It has not always been an easy life. It comes with long hours, missing out on personal and family time, an enormous burden of responsibility, and considerable anxiety and stress and, at times, opposition and even hostility. It often requires putting aside personal fears to fulfill one’s mandate, and it demands rising to occasions that others might choose to avoid. But it can be a deeply purposeful and rewarding experience, one that centers on taking care of people and working toward the common good.

“Beyond my control, I became a symbol of the profound divisiveness in our country.”

My parents instilled in me a conviction that helping others could be a meaningful way of life. This conviction was strengthened during my years in high school and college under the Jesuit priests whose mantra is service to others. In my case, the vehicle for this has always been science and medicine. Yet when I first came to Washington, D.C., from New York City as a fellow at the National Institute of Allergy and Infectious Diseases, I did not know that this calling would take me where it has: to the very center of the catastrophic AIDS epidemic; to helping protect the country from potential bioterrorism threats such as anthrax and smallpox; to combating outbreaks such as influenza, measles, Ebola, and Zika; and of course to contending with the COVID-19 pandemic. My career placed me at the center of where I confronted death all around me. These crises also allowed me to participate in and occasionally contribute to breakthroughs that saved countless lives.
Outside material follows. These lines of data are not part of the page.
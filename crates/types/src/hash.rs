//! 32-byte blake3 hash type.

use serde::{Deserialize, Serialize};
use std::fmt;
use thiserror::Error;

/// Error parsing a hex-encoded value.
#[derive(Debug, Clone, PartialEq, Eq, Error)]
pub enum HexError {
    #[error("invalid hex: {0}")]
    InvalidHex(String),

    #[error("invalid length: expected {expected} bytes, got {actual}")]
    InvalidLength { expected: usize, actual: usize },
}

/// A 32-byte blake3 digest.
#[derive(Clone, Copy, PartialEq, Eq, Hash, PartialOrd, Ord, Default, Serialize, Deserialize)]
pub struct Hash([u8; 32]);

impl Hash {
    /// The all-zero hash. Used as the parent of genesis.
    pub const ZERO: Hash = Hash([0u8; 32]);

    /// Hash arbitrary bytes.
    pub fn from_bytes(bytes: &[u8]) -> Self {
        Self(*blake3::hash(bytes).as_bytes())
    }

    /// Hash the concatenation of several byte slices.
    pub fn from_parts(parts: &[&[u8]]) -> Self {
        let mut hasher = blake3::Hasher::new();
        for part in parts {
            hasher.update(part);
        }
        Self::from_hash_bytes(hasher.finalize().as_bytes())
    }

    /// Wrap an existing 32-byte digest without re-hashing.
    pub const fn from_hash_bytes(bytes: &[u8; 32]) -> Self {
        Self(*bytes)
    }

    /// Parse from a hex string (with or without `0x` prefix).
    pub fn from_hex(s: &str) -> Result<Self, HexError> {
        let s = s.strip_prefix("0x").unwrap_or(s);
        let bytes = hex::decode(s).map_err(|e| HexError::InvalidHex(e.to_string()))?;
        let arr: [u8; 32] = bytes
            .as_slice()
            .try_into()
            .map_err(|_| HexError::InvalidLength {
                expected: 32,
                actual: bytes.len(),
            })?;
        Ok(Self(arr))
    }

    pub fn as_bytes(&self) -> &[u8; 32] {
        &self.0
    }

    pub fn to_hex(&self) -> String {
        hex::encode(self.0)
    }

    pub fn is_zero(&self) -> bool {
        self.0 == [0u8; 32]
    }
}

impl fmt::Display for Hash {
    fn fmt(&self, f: &mut fmt::Formatter<'_>) -> fmt::Result {
        write!(f, "0x{}", self.to_hex())
    }
}

impl fmt::Debug for Hash {
    fn fmt(&self, f: &mut fmt::Formatter<'_>) -> fmt::Result {
        // Short form keeps log lines readable.
        write!(f, "Hash({}..)", &self.to_hex()[..12])
    }
}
Nor could I predict that I would work with so many White House occupants, Republicans and Democrats; testify before Congress hundreds of times; and forge lasting friendships with people of different nationalities and political beliefs. And after a career of remaining determinedly nonpolitical, I certainly could not anticipate that I would become a political lightning rod—a figure who represents hope to so many and evil to some. Beyond my control, I became a symbol of the profound divisiveness in our country.

This brings me to the issue of my now being one of the most recognizable people in the country. The positive aspect of this is that I can touch so many people in a way that helps to preserve or improve their health. But it is one thing to go on TV and deliver public health messages to millions of people where I need only to look into a camera and my impact can be felt. It is an entirely different feeling to walk down the street or into a restaurant or the post office and have most people know who I am. It is this complete loss of privacy for someone who is fundamentally a private person that can be unnerving. This is one of the many ways that COVID has affected me and my family.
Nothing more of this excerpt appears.